Exercise aim - Lines from the start of the data through the line containing "use windrose::source::RecordSource;" must be given again exactly. Leave the others out.
[[ Source data, beginning ]]
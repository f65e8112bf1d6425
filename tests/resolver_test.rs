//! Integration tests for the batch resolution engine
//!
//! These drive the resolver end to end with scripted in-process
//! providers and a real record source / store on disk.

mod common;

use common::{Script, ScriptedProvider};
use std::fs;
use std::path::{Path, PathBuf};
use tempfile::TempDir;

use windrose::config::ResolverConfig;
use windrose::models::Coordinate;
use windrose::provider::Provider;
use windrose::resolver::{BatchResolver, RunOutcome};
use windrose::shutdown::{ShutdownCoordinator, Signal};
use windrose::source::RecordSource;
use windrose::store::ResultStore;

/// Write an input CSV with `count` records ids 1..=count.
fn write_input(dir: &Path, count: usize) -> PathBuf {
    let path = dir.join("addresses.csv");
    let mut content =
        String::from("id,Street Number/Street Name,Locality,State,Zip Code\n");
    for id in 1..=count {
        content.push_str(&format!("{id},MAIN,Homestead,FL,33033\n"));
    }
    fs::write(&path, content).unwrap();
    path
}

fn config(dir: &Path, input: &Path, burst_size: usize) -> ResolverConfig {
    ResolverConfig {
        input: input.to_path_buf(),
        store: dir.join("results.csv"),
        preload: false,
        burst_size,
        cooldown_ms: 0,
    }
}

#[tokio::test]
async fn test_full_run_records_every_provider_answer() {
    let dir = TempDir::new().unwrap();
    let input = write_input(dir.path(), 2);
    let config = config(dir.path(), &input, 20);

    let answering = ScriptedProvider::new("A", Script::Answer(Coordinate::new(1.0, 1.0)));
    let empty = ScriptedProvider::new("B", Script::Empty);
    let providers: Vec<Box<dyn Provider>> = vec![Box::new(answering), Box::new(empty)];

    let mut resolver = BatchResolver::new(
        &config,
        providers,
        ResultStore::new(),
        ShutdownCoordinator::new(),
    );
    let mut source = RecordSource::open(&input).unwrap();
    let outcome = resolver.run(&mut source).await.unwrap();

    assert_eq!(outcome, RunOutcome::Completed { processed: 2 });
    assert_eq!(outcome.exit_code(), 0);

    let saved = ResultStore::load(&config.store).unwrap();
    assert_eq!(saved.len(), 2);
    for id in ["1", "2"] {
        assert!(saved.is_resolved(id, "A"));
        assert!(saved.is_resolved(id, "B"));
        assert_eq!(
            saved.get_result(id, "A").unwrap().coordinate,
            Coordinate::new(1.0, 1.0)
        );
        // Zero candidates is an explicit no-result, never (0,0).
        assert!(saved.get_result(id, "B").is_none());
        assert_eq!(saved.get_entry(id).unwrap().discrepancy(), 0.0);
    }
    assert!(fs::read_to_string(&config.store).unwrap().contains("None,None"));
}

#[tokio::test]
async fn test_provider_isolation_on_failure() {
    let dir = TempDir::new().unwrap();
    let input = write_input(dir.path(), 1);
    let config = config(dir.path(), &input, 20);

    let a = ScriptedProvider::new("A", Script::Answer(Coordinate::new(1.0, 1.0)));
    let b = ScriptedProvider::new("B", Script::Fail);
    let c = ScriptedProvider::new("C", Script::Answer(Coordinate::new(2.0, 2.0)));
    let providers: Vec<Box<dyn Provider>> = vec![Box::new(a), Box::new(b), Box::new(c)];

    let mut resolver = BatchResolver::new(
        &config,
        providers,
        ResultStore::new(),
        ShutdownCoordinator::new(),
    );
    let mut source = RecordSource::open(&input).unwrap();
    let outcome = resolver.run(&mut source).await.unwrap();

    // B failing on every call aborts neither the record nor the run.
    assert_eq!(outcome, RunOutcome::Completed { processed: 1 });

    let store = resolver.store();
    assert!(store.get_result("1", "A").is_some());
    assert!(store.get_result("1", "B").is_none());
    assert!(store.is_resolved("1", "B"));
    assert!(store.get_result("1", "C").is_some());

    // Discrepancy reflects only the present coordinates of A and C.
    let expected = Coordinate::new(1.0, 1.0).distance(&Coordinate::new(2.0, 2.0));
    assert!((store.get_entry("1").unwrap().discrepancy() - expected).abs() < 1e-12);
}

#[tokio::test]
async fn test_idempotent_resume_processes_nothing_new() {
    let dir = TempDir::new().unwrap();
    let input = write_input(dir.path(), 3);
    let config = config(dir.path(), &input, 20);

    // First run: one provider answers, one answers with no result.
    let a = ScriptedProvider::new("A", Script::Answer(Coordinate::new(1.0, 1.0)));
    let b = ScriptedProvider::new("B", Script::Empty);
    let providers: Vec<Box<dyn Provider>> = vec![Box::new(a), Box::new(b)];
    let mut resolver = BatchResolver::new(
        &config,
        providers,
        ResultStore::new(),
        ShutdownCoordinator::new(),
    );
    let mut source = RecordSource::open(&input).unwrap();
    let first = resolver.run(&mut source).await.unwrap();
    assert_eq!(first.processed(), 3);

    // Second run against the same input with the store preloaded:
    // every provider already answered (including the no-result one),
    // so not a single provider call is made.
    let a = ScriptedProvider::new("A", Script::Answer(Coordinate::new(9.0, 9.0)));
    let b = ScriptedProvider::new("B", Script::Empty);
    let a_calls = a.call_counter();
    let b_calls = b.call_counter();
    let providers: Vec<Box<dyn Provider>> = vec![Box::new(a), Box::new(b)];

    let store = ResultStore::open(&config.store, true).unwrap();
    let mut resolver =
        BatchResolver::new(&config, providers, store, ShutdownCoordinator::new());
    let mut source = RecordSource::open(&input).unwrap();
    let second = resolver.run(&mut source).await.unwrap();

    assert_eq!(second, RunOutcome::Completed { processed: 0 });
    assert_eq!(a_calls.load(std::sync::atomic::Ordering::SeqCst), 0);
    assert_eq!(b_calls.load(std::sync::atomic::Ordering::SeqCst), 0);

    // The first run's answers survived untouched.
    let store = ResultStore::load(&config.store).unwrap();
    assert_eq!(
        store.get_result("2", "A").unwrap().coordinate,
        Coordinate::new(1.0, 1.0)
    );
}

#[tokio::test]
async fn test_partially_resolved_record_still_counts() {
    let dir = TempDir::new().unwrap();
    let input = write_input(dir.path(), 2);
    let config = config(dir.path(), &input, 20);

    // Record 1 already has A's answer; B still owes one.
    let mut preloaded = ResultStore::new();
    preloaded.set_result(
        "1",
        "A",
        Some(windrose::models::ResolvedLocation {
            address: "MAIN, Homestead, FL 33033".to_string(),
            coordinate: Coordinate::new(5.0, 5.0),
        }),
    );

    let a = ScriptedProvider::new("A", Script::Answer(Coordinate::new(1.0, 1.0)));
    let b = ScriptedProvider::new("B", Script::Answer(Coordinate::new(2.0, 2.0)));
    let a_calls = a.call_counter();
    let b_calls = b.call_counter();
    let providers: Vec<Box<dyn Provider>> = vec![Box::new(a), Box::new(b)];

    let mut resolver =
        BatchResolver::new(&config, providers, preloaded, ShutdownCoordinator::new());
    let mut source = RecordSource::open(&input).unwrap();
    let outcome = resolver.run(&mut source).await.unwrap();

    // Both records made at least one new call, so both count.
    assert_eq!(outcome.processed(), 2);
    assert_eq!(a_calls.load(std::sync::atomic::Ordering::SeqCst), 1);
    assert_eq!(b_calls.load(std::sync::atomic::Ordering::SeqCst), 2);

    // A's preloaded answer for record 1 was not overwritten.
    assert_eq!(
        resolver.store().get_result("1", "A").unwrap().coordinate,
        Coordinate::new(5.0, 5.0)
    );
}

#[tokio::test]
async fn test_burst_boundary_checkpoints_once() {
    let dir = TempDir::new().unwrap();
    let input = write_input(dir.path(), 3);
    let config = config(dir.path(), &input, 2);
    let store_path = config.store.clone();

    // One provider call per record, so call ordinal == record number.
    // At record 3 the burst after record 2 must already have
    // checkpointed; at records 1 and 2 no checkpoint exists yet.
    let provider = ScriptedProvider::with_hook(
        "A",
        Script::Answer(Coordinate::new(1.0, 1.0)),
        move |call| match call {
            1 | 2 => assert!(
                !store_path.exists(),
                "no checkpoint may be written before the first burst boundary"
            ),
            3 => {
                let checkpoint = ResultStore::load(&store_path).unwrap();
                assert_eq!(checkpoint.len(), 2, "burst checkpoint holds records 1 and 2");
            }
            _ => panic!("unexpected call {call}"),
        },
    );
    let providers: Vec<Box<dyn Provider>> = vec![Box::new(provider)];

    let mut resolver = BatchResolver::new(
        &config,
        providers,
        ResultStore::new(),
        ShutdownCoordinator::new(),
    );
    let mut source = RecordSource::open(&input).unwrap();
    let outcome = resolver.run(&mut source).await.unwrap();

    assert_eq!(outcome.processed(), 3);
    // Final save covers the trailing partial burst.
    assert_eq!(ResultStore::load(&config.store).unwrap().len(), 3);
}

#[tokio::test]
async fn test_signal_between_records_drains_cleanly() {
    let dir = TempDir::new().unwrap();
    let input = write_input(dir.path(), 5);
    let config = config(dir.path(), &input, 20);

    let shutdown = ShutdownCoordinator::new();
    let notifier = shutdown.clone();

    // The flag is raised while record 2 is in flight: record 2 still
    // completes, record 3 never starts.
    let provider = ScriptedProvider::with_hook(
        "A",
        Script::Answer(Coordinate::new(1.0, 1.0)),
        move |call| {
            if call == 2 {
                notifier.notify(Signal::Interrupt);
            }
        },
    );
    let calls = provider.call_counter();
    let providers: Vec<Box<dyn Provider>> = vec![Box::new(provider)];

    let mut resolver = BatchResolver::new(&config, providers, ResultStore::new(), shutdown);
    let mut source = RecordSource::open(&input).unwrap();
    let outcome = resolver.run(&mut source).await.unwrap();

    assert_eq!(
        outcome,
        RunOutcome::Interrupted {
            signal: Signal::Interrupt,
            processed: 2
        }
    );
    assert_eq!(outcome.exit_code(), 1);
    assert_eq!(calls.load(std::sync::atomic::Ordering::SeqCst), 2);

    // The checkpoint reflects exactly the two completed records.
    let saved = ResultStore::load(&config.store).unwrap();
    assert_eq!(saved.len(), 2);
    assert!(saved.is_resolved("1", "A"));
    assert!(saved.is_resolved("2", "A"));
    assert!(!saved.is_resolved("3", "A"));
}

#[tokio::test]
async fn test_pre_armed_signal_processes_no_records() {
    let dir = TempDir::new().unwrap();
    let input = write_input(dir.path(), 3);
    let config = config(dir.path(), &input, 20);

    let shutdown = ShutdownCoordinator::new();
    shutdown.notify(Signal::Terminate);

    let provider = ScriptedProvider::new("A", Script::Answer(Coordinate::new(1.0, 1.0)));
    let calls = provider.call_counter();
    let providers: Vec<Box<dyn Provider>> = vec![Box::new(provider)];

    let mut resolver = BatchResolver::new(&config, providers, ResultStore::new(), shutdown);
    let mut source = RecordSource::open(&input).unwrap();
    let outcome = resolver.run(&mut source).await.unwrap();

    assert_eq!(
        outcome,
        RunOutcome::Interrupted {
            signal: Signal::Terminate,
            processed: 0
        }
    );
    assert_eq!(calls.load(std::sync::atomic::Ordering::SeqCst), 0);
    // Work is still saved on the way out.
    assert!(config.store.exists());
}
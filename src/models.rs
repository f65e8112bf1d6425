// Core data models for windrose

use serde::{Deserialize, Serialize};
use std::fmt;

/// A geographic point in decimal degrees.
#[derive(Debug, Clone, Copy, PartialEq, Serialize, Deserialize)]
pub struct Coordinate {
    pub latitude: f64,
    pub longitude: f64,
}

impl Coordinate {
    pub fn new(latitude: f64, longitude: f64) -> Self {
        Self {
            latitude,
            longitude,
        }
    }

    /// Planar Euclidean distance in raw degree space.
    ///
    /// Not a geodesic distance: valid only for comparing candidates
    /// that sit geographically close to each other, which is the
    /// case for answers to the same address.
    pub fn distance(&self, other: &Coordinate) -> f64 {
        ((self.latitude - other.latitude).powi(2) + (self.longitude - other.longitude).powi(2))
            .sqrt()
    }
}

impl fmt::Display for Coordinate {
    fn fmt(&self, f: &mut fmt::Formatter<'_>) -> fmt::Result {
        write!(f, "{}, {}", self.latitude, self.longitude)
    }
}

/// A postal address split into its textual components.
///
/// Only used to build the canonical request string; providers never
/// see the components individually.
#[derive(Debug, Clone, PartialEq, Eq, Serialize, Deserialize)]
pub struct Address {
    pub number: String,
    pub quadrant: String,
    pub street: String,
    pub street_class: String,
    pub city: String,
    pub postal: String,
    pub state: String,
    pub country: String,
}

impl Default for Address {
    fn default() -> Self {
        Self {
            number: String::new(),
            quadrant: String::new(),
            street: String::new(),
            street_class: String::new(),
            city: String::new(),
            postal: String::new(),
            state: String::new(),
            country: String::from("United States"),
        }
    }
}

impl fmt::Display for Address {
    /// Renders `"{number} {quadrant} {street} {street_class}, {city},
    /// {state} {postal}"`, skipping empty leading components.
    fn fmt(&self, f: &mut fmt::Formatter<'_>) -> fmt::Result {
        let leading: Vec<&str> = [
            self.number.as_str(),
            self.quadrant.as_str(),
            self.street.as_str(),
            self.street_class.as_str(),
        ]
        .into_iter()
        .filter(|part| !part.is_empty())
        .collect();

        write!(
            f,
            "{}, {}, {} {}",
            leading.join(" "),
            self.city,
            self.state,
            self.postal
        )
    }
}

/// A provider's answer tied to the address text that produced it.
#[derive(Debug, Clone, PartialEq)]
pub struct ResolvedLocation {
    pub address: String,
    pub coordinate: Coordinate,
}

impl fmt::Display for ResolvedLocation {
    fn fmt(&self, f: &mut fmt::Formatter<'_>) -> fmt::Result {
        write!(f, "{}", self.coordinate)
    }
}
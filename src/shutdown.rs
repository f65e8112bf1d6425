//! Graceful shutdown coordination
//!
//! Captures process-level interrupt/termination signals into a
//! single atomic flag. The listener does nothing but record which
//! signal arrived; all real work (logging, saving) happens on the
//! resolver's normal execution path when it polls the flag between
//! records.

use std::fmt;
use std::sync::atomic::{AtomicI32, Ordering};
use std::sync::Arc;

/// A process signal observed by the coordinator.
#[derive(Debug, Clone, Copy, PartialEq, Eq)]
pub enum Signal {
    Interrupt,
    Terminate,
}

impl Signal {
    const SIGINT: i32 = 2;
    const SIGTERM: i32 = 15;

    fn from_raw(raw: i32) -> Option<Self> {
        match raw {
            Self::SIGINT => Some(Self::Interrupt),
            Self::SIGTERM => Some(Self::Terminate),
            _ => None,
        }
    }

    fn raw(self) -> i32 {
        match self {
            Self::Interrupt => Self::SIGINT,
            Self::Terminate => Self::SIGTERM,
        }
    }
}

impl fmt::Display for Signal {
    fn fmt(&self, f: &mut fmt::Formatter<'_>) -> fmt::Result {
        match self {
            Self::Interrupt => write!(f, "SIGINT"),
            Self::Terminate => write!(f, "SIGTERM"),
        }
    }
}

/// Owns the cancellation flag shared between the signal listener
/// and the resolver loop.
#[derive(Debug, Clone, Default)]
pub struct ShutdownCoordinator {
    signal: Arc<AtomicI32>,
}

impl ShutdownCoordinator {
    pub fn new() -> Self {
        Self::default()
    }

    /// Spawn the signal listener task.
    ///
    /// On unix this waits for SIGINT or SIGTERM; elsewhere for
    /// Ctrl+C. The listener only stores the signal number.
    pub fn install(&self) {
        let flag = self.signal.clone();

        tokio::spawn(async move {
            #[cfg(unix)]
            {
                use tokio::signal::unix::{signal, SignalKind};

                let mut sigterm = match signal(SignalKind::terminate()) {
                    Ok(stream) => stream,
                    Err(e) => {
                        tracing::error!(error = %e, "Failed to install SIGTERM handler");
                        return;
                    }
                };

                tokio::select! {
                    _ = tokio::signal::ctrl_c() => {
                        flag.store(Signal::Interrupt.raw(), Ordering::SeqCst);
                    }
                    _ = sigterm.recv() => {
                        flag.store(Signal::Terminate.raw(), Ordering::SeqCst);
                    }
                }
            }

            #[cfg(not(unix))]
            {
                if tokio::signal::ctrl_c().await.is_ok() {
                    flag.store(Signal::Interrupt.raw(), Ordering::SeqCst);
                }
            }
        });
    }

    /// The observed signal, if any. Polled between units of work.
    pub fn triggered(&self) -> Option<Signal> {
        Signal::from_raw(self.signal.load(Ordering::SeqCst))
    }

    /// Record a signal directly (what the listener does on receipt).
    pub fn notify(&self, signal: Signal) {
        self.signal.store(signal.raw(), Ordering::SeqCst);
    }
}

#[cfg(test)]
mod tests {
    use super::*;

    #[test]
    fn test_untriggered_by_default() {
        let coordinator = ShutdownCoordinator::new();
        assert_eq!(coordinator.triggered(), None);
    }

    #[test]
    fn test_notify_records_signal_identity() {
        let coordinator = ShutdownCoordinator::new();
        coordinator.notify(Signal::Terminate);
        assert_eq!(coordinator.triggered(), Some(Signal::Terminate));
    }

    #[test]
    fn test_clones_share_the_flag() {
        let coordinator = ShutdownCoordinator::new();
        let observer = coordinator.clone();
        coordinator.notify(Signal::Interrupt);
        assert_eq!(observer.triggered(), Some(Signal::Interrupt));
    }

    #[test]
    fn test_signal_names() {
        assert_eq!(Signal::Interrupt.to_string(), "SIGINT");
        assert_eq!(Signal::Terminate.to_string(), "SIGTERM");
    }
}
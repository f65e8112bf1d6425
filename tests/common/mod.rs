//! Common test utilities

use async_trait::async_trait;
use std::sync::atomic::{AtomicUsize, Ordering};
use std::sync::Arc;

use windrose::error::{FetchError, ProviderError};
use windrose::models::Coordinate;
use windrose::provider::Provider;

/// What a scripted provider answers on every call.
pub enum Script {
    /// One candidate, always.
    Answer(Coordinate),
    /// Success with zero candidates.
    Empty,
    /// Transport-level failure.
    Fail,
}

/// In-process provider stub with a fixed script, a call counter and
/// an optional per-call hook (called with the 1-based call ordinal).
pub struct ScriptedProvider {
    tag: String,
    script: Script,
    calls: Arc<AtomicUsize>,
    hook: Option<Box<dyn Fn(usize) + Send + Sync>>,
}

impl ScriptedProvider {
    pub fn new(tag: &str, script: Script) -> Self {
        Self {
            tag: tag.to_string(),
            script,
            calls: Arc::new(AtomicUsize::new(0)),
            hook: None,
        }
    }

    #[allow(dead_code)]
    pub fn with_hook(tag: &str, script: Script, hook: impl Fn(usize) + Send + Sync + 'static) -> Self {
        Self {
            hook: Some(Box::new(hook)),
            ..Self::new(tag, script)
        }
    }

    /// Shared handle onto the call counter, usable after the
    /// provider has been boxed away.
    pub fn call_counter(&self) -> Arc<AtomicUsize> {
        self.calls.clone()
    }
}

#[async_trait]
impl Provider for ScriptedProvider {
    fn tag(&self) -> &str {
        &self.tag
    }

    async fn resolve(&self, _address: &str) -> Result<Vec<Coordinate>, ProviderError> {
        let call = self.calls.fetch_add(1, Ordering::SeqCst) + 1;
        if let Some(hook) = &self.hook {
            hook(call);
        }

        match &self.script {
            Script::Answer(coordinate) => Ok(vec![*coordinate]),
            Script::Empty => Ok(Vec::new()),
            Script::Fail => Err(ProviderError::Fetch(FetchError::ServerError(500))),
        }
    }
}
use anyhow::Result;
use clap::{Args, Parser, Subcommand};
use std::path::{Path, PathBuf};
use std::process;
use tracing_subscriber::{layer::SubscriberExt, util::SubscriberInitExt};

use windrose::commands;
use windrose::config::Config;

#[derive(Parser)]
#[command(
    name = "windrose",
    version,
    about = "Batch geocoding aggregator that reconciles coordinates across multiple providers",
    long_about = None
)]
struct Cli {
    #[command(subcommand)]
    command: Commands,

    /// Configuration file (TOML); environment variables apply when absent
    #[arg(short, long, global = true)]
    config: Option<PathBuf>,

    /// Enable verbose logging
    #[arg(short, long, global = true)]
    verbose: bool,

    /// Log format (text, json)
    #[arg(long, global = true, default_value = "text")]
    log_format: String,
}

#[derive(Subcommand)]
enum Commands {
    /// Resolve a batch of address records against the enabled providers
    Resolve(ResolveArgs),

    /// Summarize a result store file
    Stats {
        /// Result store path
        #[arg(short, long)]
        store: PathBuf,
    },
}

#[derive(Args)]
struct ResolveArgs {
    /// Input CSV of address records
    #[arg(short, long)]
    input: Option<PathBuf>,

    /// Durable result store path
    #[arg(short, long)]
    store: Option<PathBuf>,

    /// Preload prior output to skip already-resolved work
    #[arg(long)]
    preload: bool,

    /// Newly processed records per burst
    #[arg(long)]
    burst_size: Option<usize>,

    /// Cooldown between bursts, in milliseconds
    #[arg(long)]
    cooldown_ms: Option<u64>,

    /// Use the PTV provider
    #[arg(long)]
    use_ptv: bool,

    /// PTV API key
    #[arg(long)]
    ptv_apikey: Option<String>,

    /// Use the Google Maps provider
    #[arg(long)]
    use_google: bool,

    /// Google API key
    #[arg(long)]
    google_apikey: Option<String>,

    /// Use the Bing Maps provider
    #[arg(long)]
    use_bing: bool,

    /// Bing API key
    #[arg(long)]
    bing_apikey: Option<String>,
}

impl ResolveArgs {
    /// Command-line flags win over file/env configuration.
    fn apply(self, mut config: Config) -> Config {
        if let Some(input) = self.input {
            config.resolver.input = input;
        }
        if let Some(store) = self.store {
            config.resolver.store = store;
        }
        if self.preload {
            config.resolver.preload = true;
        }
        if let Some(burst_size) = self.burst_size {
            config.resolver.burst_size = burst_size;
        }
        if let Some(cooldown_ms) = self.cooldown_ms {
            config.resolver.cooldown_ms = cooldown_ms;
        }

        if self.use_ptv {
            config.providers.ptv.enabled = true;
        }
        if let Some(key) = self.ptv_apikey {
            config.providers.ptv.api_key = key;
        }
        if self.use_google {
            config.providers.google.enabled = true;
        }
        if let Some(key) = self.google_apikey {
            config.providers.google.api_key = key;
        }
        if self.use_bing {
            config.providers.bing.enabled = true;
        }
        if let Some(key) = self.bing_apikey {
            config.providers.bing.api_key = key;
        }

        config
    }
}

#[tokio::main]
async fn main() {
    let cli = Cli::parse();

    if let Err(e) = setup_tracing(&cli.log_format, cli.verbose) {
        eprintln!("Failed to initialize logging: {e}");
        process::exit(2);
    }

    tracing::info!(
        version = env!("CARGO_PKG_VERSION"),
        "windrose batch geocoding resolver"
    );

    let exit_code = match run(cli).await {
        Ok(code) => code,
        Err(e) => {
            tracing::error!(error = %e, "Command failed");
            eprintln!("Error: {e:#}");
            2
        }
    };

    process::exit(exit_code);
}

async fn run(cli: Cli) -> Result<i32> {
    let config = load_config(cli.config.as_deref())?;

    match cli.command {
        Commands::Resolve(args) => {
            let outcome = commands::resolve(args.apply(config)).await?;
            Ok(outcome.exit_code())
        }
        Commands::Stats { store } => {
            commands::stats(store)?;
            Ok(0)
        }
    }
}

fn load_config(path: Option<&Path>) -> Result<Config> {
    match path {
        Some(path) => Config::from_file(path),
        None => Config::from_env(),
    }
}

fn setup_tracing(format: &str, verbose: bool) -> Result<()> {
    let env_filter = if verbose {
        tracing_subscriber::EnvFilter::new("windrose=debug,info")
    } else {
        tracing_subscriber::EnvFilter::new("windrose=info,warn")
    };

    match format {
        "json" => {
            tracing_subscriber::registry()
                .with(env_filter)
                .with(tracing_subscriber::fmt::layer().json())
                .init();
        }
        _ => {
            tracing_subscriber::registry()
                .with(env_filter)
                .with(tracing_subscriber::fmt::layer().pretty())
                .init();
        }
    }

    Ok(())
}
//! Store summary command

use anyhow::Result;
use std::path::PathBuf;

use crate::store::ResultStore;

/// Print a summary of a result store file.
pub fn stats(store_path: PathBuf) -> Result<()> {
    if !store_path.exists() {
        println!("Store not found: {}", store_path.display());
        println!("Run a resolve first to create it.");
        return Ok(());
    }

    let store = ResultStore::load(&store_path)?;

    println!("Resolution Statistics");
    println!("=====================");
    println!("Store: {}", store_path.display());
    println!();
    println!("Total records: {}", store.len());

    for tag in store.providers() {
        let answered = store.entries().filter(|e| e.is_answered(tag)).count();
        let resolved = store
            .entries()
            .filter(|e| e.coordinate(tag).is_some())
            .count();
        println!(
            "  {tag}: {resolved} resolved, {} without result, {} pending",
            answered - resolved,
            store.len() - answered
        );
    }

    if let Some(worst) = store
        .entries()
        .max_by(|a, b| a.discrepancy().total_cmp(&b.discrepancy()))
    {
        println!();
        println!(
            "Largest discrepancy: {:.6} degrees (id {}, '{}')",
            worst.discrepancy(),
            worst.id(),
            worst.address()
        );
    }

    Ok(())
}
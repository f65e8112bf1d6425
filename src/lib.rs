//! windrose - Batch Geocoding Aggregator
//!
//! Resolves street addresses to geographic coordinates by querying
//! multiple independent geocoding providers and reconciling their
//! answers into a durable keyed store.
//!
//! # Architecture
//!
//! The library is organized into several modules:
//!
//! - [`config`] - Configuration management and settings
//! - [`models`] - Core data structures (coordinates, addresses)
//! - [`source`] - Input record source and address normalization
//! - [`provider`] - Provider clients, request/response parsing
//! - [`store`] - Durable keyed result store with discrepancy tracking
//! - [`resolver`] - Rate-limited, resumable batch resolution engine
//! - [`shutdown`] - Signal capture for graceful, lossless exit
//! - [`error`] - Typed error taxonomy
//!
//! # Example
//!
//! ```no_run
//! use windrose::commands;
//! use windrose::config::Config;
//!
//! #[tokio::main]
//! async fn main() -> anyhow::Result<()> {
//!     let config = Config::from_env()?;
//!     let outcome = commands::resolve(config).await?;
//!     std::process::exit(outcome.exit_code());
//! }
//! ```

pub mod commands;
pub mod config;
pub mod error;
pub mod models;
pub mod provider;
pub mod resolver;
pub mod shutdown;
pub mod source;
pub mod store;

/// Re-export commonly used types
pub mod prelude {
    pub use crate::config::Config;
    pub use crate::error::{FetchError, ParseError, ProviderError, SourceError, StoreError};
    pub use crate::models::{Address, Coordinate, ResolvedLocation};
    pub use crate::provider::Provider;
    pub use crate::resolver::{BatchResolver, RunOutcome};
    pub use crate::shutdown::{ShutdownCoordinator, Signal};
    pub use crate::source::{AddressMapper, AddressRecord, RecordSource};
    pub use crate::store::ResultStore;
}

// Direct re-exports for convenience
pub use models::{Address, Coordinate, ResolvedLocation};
[[ Source data, end ]]
Finished exercise -
repository f65e8112bf1d6425
filename tests/resolver_test.rs
//! Integration tests for the batch resolution engine
//!
//! These drive the resolver end to end with scripted in-process
//! providers and a real record source / store on disk.

mod common;

use common::{Script, ScriptedProvider};
use std::fs;
use std::path::{Path, PathBuf};
use tempfile::TempDir;

use windrose::config::ResolverConfig;
use windrose::models::Coordinate;
use windrose::provider::Provider;
use windrose::resolver::{BatchResolver, RunOutcome};
use windrose::shutdown::{ShutdownCoordinator, Signal};
use windrose::source::RecordSource;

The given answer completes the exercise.